*EXERCISE INSTRUCTIONS*
Copy exactly the stretch of data below from the line with "use super::*;" through the line with "async fn page_size_limits_listings()", including both of those lines.

Saved entries
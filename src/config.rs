use serde::{Deserialize, Serialize};
use std::path::PathBuf;

use crate::seed::SeedTargets;

#[derive(Debug, Clone, Default, Serialize, Deserialize)]
pub struct AppConfig {
    pub appwrite: AppwriteConfig,
    pub database: DatabaseConfig,
    pub seed: SeedConfig,
}

const DEFAULT_ENDPOINT: &str = "https://cloud.appwrite.io/v1";

#[derive(Debug, Clone, Serialize, Deserialize)]
pub struct AppwriteConfig {
    pub endpoint: String,
    pub project_id: Option<String>,
    pub api_key: Option<String>,
}

#[derive(Debug, Clone, Serialize, Deserialize)]
pub struct DatabaseConfig {
    pub database_id: String,
    pub bucket_id: String,
    pub categories_collection_id: String,
    pub customizations_collection_id: String,
    pub menu_collection_id: String,
    pub menu_customizations_collection_id: String,
}

#[derive(Debug, Clone, Default, Serialize, Deserialize)]
pub struct SeedConfig {
    /// JSON dataset to load instead of the built-in sample catalog
    pub data_path: Option<PathBuf>,
    pub reference_check: ReferenceCheck,
}

/// When unresolved names in the dataset are detected
#[derive(Debug, Clone, Copy, Default, PartialEq, Eq, Serialize, Deserialize)]
#[serde(rename_all = "lowercase")]
pub enum ReferenceCheck {
    /// Validate the whole dataset before touching the store
    #[default]
    Strict,
    /// Send unresolved references as null and let the store reject them
    Deferred,
}

impl Default for AppwriteConfig {
    fn default() -> Self {
        Self {
            endpoint: DEFAULT_ENDPOINT.to_string(),
            project_id: None,
            api_key: None,
        }
    }
}

impl Default for DatabaseConfig {
    fn default() -> Self {
        Self {
            database_id: "68de62fa0027abe3224e".to_string(),
            bucket_id: "68dfdc2d0013ee5eaf98".to_string(),
            categories_collection_id: "categories".to_string(),
            customizations_collection_id: "customizations".to_string(),
            menu_collection_id: "menu".to_string(),
            menu_customizations_collection_id: "menu_customizations".to_string(),
        }
    }
}

impl AppConfig {
    /// Load configuration from defaults, an optional config file and environment variables
    pub fn load() -> anyhow::Result<Self> {
        Self::load_from(
            config::Environment::with_prefix("SEED")
                .prefix_separator("_")
                .separator("__"),
        )
    }

    fn load_from(environment: config::Environment) -> anyhow::Result<Self> {
        let mut config = config::Config::builder();

        // Add default configuration
        config = config.add_source(config::Config::try_from(&AppConfig::default())?);

        // Add config file if it exists
        config = config.add_source(config::File::with_name("config").required(false));

        // e.g. SEED_APPWRITE__API_KEY, SEED_SEED__REFERENCE_CHECK
        config = config.add_source(environment);

        let config = config.build()?;
        let app_config: AppConfig = config.try_deserialize()?;

        Ok(app_config)
    }

    /// Get the Appwrite endpoint from config, or from APPWRITE_ENDPOINT when config left the default
    pub fn endpoint(&self) -> String {
        self.endpoint_or(std::env::var("APPWRITE_ENDPOINT").ok())
    }

    fn endpoint_or(&self, plain: Option<String>) -> String {
        if self.appwrite.endpoint != DEFAULT_ENDPOINT {
            return self.appwrite.endpoint.clone();
        }
        plain.unwrap_or_else(|| self.appwrite.endpoint.clone())
    }

    /// Get the project id from config or environment
    pub fn project_id(&self) -> anyhow::Result<String> {
        if let Some(project_id) = &self.appwrite.project_id {
            return Ok(project_id.clone());
        }

        std::env::var("APPWRITE_PROJECT_ID").map_err(|_| {
            anyhow::anyhow!(
                "Appwrite project id not configured (set SEED_APPWRITE__PROJECT_ID or APPWRITE_PROJECT_ID)"
            )
        })
    }

    /// Get the API key from config or environment
    pub fn api_key(&self) -> anyhow::Result<String> {
        if let Some(api_key) = &self.appwrite.api_key {
            return Ok(api_key.clone());
        }

        std::env::var("APPWRITE_API_KEY").map_err(|_| {
            anyhow::anyhow!(
                "Appwrite API key not configured (set SEED_APPWRITE__API_KEY or APPWRITE_API_KEY)"
            )
        })
    }

    /// Collections and bucket the seeding run operates on
    pub fn targets(&self) -> SeedTargets {
        SeedTargets {
            categories: self.database.categories_collection_id.clone(),
            customizations: self.database.customizations_collection_id.clone(),
            menu: self.database.menu_collection_id.clone(),
            menu_customizations: self.database.menu_customizations_collection_id.clone(),
            bucket: self.database.bucket_id.clone(),
        }
    }
}
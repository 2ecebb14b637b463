pub mod assets;
pub mod clear;
pub mod data;
pub mod error;
pub mod identity;
pub mod pipeline;

pub use assets::*;
pub use clear::*;
pub use data::*;
pub use error::*;
pub use identity::*;
pub use pipeline::*;
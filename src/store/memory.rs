use anyhow::{bail, Result};
use chrono::Utc;
use parking_lot::Mutex;
use serde_json::{Map, Value};
use std::collections::HashMap;
use std::sync::Arc;
use tokio::sync::RwLock;

use crate::model::{generate_id, resolve_document_id, Document, Id, StoredFile};
use crate::store::traits::{BlobStore, CollectionStore};

/// One call made against the store, in the order it was observed
#[derive(Debug, Clone, PartialEq, Eq)]
pub enum StoreCall {
    ListDocuments { collection: String },
    /// Recorded once the document exists and its id is known
    CreateDocument { collection: String, id: Id },
    /// A create the store refused, with the fields it was given
    RejectedCreate {
        collection: String,
        fields: Map<String, Value>,
    },
    DeleteDocument { collection: String, id: Id },
    /// A delete the store refused
    RejectedDelete { collection: String, id: Id },
    ListFiles { bucket: String },
    DeleteFile { bucket: String, id: Id },
}

impl StoreCall {
    pub fn is_create_in(&self, collection_id: &str) -> bool {
        matches!(self, StoreCall::CreateDocument { collection, .. } if collection == collection_id)
    }

    pub fn is_delete_in(&self, collection_id: &str) -> bool {
        matches!(self, StoreCall::DeleteDocument { collection, .. } if collection == collection_id)
    }
}

#[derive(Debug, Clone, Copy, PartialEq, Eq)]
enum FaultOp {
    Create,
    Delete,
}

/// Fail the `nth` (1-based) create or delete in a collection
#[derive(Debug, Clone)]
struct Fault {
    op: FaultOp,
    collection: String,
    nth: usize,
    seen: usize,
}

/// In-process collection and blob store
///
/// Documents keep insertion order and get a `$createdAt` stamp. A document
/// with a `null` attribute is rejected, the same way the remote store
/// rejects a missing required relationship. With a page size set, listings
/// return at most that many entries, like the remote store's paged lists.
#[derive(Debug, Default, Clone)]
pub struct MemoryStore {
    collections: Arc<RwLock<HashMap<String, Vec<Document>>>>,
    buckets: Arc<RwLock<HashMap<String, Vec<StoredFile>>>>,
    journal: Arc<Mutex<Vec<StoreCall>>>,
    faults: Arc<Mutex<Vec<Fault>>>,
    page_size: Option<usize>,
}

impl MemoryStore {
    pub fn new() -> Self {
        Self::default()
    }

    /// Limit every listing to the first `page_size` entries
    pub fn with_page_size(mut self, page_size: usize) -> Self {
        self.page_size = Some(page_size);
        self
    }

    /// Place a file in a bucket without going through the journal
    pub async fn put_file(&self, bucket_id: &str, name: &str) -> Id {
        let file = StoredFile {
            id: generate_id(),
            name: name.to_string(),
        };
        let id = file.id.clone();
        self.buckets
            .write()
            .await
            .entry(bucket_id.to_string())
            .or_default()
            .push(file);
        id
    }

    /// Make the `nth` create call against `collection_id` fail
    pub fn fail_create(&self, collection_id: &str, nth: usize) {
        self.add_fault(FaultOp::Create, collection_id, nth);
    }

    /// Make the `nth` delete call against `collection_id` fail
    pub fn fail_delete(&self, collection_id: &str, nth: usize) {
        self.add_fault(FaultOp::Delete, collection_id, nth);
    }

    fn add_fault(&self, op: FaultOp, collection_id: &str, nth: usize) {
        self.faults.lock().push(Fault {
            op,
            collection: collection_id.to_string(),
            nth,
            seen: 0,
        });
    }

    fn page<T: Clone>(&self, entries: &[T]) -> Vec<T> {
        let limit = self.page_size.unwrap_or(entries.len());
        entries.iter().take(limit).cloned().collect()
    }

    /// Snapshot of a collection's documents, without journaling
    pub async fn documents(&self, collection_id: &str) -> Vec<Document> {
        self.collections
            .read()
            .await
            .get(collection_id)
            .cloned()
            .unwrap_or_default()
    }

    pub async fn files(&self, bucket_id: &str) -> Vec<StoredFile> {
        self.buckets
            .read()
            .await
            .get(bucket_id)
            .cloned()
            .unwrap_or_default()
    }

    pub fn calls(&self) -> Vec<StoreCall> {
        self.journal.lock().clone()
    }

    pub fn clear_calls(&self) {
        self.journal.lock().clear();
    }

    fn record(&self, call: StoreCall) {
        self.journal.lock().push(call);
    }

    fn validate_create(&self, collection_id: &str, fields: &Map<String, Value>) -> Result<()> {
        self.check_faults(FaultOp::Create, collection_id)?;

        if let Some((attribute, _)) = fields.iter().find(|(_, value)| value.is_null()) {
            bail!(
                "Invalid document structure: attribute \"{}\" in collection '{}' is null",
                attribute,
                collection_id
            );
        }
        Ok(())
    }

    fn check_faults(&self, op: FaultOp, collection_id: &str) -> Result<()> {
        let mut faults = self.faults.lock();
        for fault in faults
            .iter_mut()
            .filter(|f| f.op == op && f.collection == collection_id)
        {
            fault.seen += 1;
            if fault.seen == fault.nth {
                bail!(
                    "Injected failure on {:?} #{} in collection '{}'",
                    op,
                    fault.nth,
                    collection_id
                );
            }
        }
        Ok(())
    }
}

#[async_trait::async_trait]
impl CollectionStore for MemoryStore {
    async fn list_documents(&self, collection_id: &str) -> Result<Vec<Document>> {
        self.record(StoreCall::ListDocuments {
            collection: collection_id.to_string(),
        });
        Ok(self.page(&self.documents(collection_id).await))
    }

    async fn create_document(
        &self,
        collection_id: &str,
        document_id: &str,
        fields: Map<String, Value>,
    ) -> Result<Document> {
        if let Err(error) = self.validate_create(collection_id, &fields) {
            self.record(StoreCall::RejectedCreate {
                collection: collection_id.to_string(),
                fields,
            });
            return Err(error);
        }

        let mut fields = fields;
        fields.insert(
            "$createdAt".to_string(),
            Value::String(Utc::now().to_rfc3339()),
        );
        let document = Document {
            id: resolve_document_id(document_id),
            fields,
        };

        let mut collections = self.collections.write().await;
        let documents = collections.entry(collection_id.to_string()).or_default();
        if documents.iter().any(|d| d.id == document.id) {
            bail!(
                "Document with the requested ID '{}' already exists in '{}'",
                document.id,
                collection_id
            );
        }
        documents.push(document.clone());
        drop(collections);

        self.record(StoreCall::CreateDocument {
            collection: collection_id.to_string(),
            id: document.id.clone(),
        });
        Ok(document)
    }

    async fn delete_document(&self, collection_id: &str, document_id: &Id) -> Result<()> {
        if let Err(error) = self.check_faults(FaultOp::Delete, collection_id) {
            self.record(StoreCall::RejectedDelete {
                collection: collection_id.to_string(),
                id: document_id.clone(),
            });
            return Err(error);
        }

        let mut collections = self.collections.write().await;
        let documents = collections.entry(collection_id.to_string()).or_default();
        let before = documents.len();
        documents.retain(|d| &d.id != document_id);
        if documents.len() == before {
            bail!(
                "Document '{}' not found in collection '{}'",
                document_id,
                collection_id
            );
        }
        drop(collections);

        self.record(StoreCall::DeleteDocument {
            collection: collection_id.to_string(),
            id: document_id.clone(),
        });
        Ok(())
    }
}

#[async_trait::async_trait]
impl BlobStore for MemoryStore {
    async fn list_files(&self, bucket_id: &str) -> Result<Vec<StoredFile>> {
        self.record(StoreCall::ListFiles {
            bucket: bucket_id.to_string(),
        });
        Ok(self.page(&self.files(bucket_id).await))
    }

    async fn delete_file(&self, bucket_id: &str, file_id: &Id) -> Result<()> {
        let mut buckets = self.buckets.write().await;
        let files = buckets.entry(bucket_id.to_string()).or_default();
        let before = files.len();
        files.retain(|f| &f.id != file_id);
        if files.len() == before {
            bail!("File '{}' not found in bucket '{}'", file_id, bucket_id);
        }
        drop(buckets);

        self.record(StoreCall::DeleteFile {
            bucket: bucket_id.to_string(),
            id: file_id.clone(),
        });
        Ok(())
    }
}

#[cfg(test)]
mod tests {
    use super::*;
    use crate::model::UNIQUE_ID;
    use serde_json::json;

    fn fields(value: Value) -> Map<String, Value> {
        value.as_object().cloned().unwrap()
    }

    #[tokio::test]
    async fn create_assigns_ids_and_keeps_order() {
        let store = MemoryStore::new();
        let first = store
            .create_document("categories", UNIQUE_ID, fields(json!({"name": "Pizza"})))
            .await
            .unwrap();
        let second = store
            .create_document("categories", UNIQUE_ID, fields(json!({"name": "Drinks"})))
            .await
            .unwrap();

        let listed = store.list_documents("categories").await.unwrap();
        assert_eq!(listed.len(), 2);
        assert_eq!(listed[0].id, first.id);
        assert_eq!(listed[1].str_field("name"), Some("Drinks"));
        assert_ne!(first.id, second.id);
    }

    #[tokio::test]
    async fn null_attributes_are_rejected() {
        let store = MemoryStore::new();
        let result = store
            .create_document("menu", UNIQUE_ID, fields(json!({"name": "Margherita", "categories": null})))
            .await;

        assert!(result.is_err());
        assert!(store.documents("menu").await.is_empty());
        assert!(matches!(
            &store.calls()[..],
            [StoreCall::RejectedCreate { collection, fields }]
                if collection == "menu" && fields["categories"].is_null()
        ));
    }

    #[tokio::test]
    async fn injected_fault_hits_only_the_nth_create() {
        let store = MemoryStore::new();
        store.fail_create("categories", 2);

        assert!(store
            .create_document("categories", UNIQUE_ID, fields(json!({"name": "A"})))
            .await
            .is_ok());
        assert!(store
            .create_document("categories", UNIQUE_ID, fields(json!({"name": "B"})))
            .await
            .is_err());
        assert!(store
            .create_document("categories", UNIQUE_ID, fields(json!({"name": "C"})))
            .await
            .is_ok());
        assert_eq!(store.documents("categories").await.len(), 2);
    }

    #[tokio::test]
    async fn page_size_limits_listings() {
        let store = MemoryStore::new().with_page_size(2);
        for name in ["A", "B", "C"] {
            store
                .create_document("categories", UNIQUE_ID, fields(json!({ "name": name })))
                .await
                .unwrap();
        }

        let listed = store.list_documents("categories").await.unwrap();
        assert_eq!(listed.len(), 2);
        assert_eq!(listed[0].str_field("name"), Some("A"));
        assert_eq!(store.documents("categories").await.len(), 3);
    }

    #[tokio::test]
    async fn injected_delete_fault_is_journaled() {
        let store = MemoryStore::new();
        let doc = store
            .create_document("menu", UNIQUE_ID, fields(json!({"name": "Margherita"})))
            .await
            .unwrap();
        store.fail_delete("menu", 1);

        assert!(store.delete_document("menu", &doc.id).await.is_err());
        assert_eq!(store.documents("menu").await.len(), 1);
        assert_eq!(
            store.calls().last(),
            Some(&StoreCall::RejectedDelete {
                collection: "menu".to_string(),
                id: doc.id.clone()
            })
        );
        assert!(store.delete_document("menu", &doc.id).await.is_ok());
    }

    #[tokio::test]
    async fn deleting_a_missing_document_fails() {
        let store = MemoryStore::new();
        let result = store.delete_document("menu", &"nope".to_string()).await;
        assert!(result.is_err());
    }
}
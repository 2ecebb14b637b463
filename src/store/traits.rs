use crate::model::{Document, Id, StoredFile};
use anyhow::Result;
use serde_json::{Map, Value};

/// Keyed document store organized into named collections
#[async_trait::async_trait]
pub trait CollectionStore: Send + Sync {
    /// List the documents currently held by a collection
    async fn list_documents(&self, collection_id: &str) -> Result<Vec<Document>>;
    /// Create a document; pass `UNIQUE_ID` to let the store assign the id
    async fn create_document(
        &self,
        collection_id: &str,
        document_id: &str,
        fields: Map<String, Value>,
    ) -> Result<Document>;
    async fn delete_document(&self, collection_id: &str, document_id: &Id) -> Result<()>;
}

/// Object store holding binary assets
#[async_trait::async_trait]
pub trait BlobStore: Send + Sync {
    async fn list_files(&self, bucket_id: &str) -> Result<Vec<StoredFile>>;
    async fn delete_file(&self, bucket_id: &str, file_id: &Id) -> Result<()>;
}

pub trait Store: CollectionStore + BlobStore + Send + Sync {}
impl<T: CollectionStore + BlobStore> Store for T {}
use crate::model::{Id, Named};
use std::collections::HashMap;
use std::marker::PhantomData;

/// Name to store-assigned id lookup for one entity kind, built during a single run
#[derive(Debug, Clone)]
pub struct IdentityMap<T: Named> {
    ids: HashMap<String, Id>,
    _kind: PhantomData<fn() -> T>,
}

impl<T: Named> Default for IdentityMap<T> {
    fn default() -> Self {
        Self {
            ids: HashMap::new(),
            _kind: PhantomData,
        }
    }
}

impl<T: Named> IdentityMap<T> {
    pub fn new() -> Self {
        Self::default()
    }

    /// Record the id assigned to `name`. Returns the id it replaced, if any.
    pub fn record(&mut self, name: &str, id: Id) -> Option<Id> {
        let previous = self.ids.insert(name.to_string(), id);
        if let Some(previous) = &previous {
            log::warn!(
                "Duplicate {} name '{}': id {} replaced by a later record",
                T::KIND,
                name,
                previous
            );
        }
        previous
    }

    pub fn resolve(&self, name: &str) -> Option<&Id> {
        self.ids.get(name)
    }

    pub fn contains(&self, name: &str) -> bool {
        self.ids.contains_key(name)
    }

    pub fn len(&self) -> usize {
        self.ids.len()
    }

    pub fn is_empty(&self) -> bool {
        self.ids.is_empty()
    }
}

*RESPONSE*
    use super::*;
    use crate::model::UNIQUE_ID;
    use serde_json::json;

    fn fields(value: Value) -> Map<String, Value> {
        value.as_object().cloned().unwrap()
    }

    #[tokio::test]
    async fn create_assigns_ids_and_keeps_order() {
        let store = MemoryStore::new();
        let first = store
            .create_document("categories", UNIQUE_ID, fields(json!({"name": "Pizza"})))
            .await
            .unwrap();
        let second = store
            .create_document("categories", UNIQUE_ID, fields(json!({"name": "Drinks"})))
            .await
            .unwrap();

        let listed = store.list_documents("categories").await.unwrap();
        assert_eq!(listed.len(), 2);
        assert_eq!(listed[0].id, first.id);
        assert_eq!(listed[1].str_field("name"), Some("Drinks"));
        assert_ne!(first.id, second.id);
    }

    #[tokio::test]
    async fn null_attributes_are_rejected() {
        let store = MemoryStore::new();
        let result = store
            .create_document("menu", UNIQUE_ID, fields(json!({"name": "Margherita", "categories": null})))
            .await;

        assert!(result.is_err());
        assert!(store.documents("menu").await.is_empty());
        assert!(matches!(
            &store.calls()[..],
            [StoreCall::RejectedCreate { collection, fields }]
                if collection == "menu" && fields["categories"].is_null()
        ));
    }

    #[tokio::test]
    async fn injected_fault_hits_only_the_nth_create() {
        let store = MemoryStore::new();
        store.fail_create("categories", 2);

        assert!(store
            .create_document("categories", UNIQUE_ID, fields(json!({"name": "A"})))
            .await
            .is_ok());
        assert!(store
            .create_document("categories", UNIQUE_ID, fields(json!({"name": "B"})))
            .await
            .is_err());
        assert!(store
            .create_document("categories", UNIQUE_ID, fields(json!({"name": "C"})))
            .await
            .is_ok());
        assert_eq!(store.documents("categories").await.len(), 2);
    }

    #[tokio::test]
    async fn page_size_limits_listings() {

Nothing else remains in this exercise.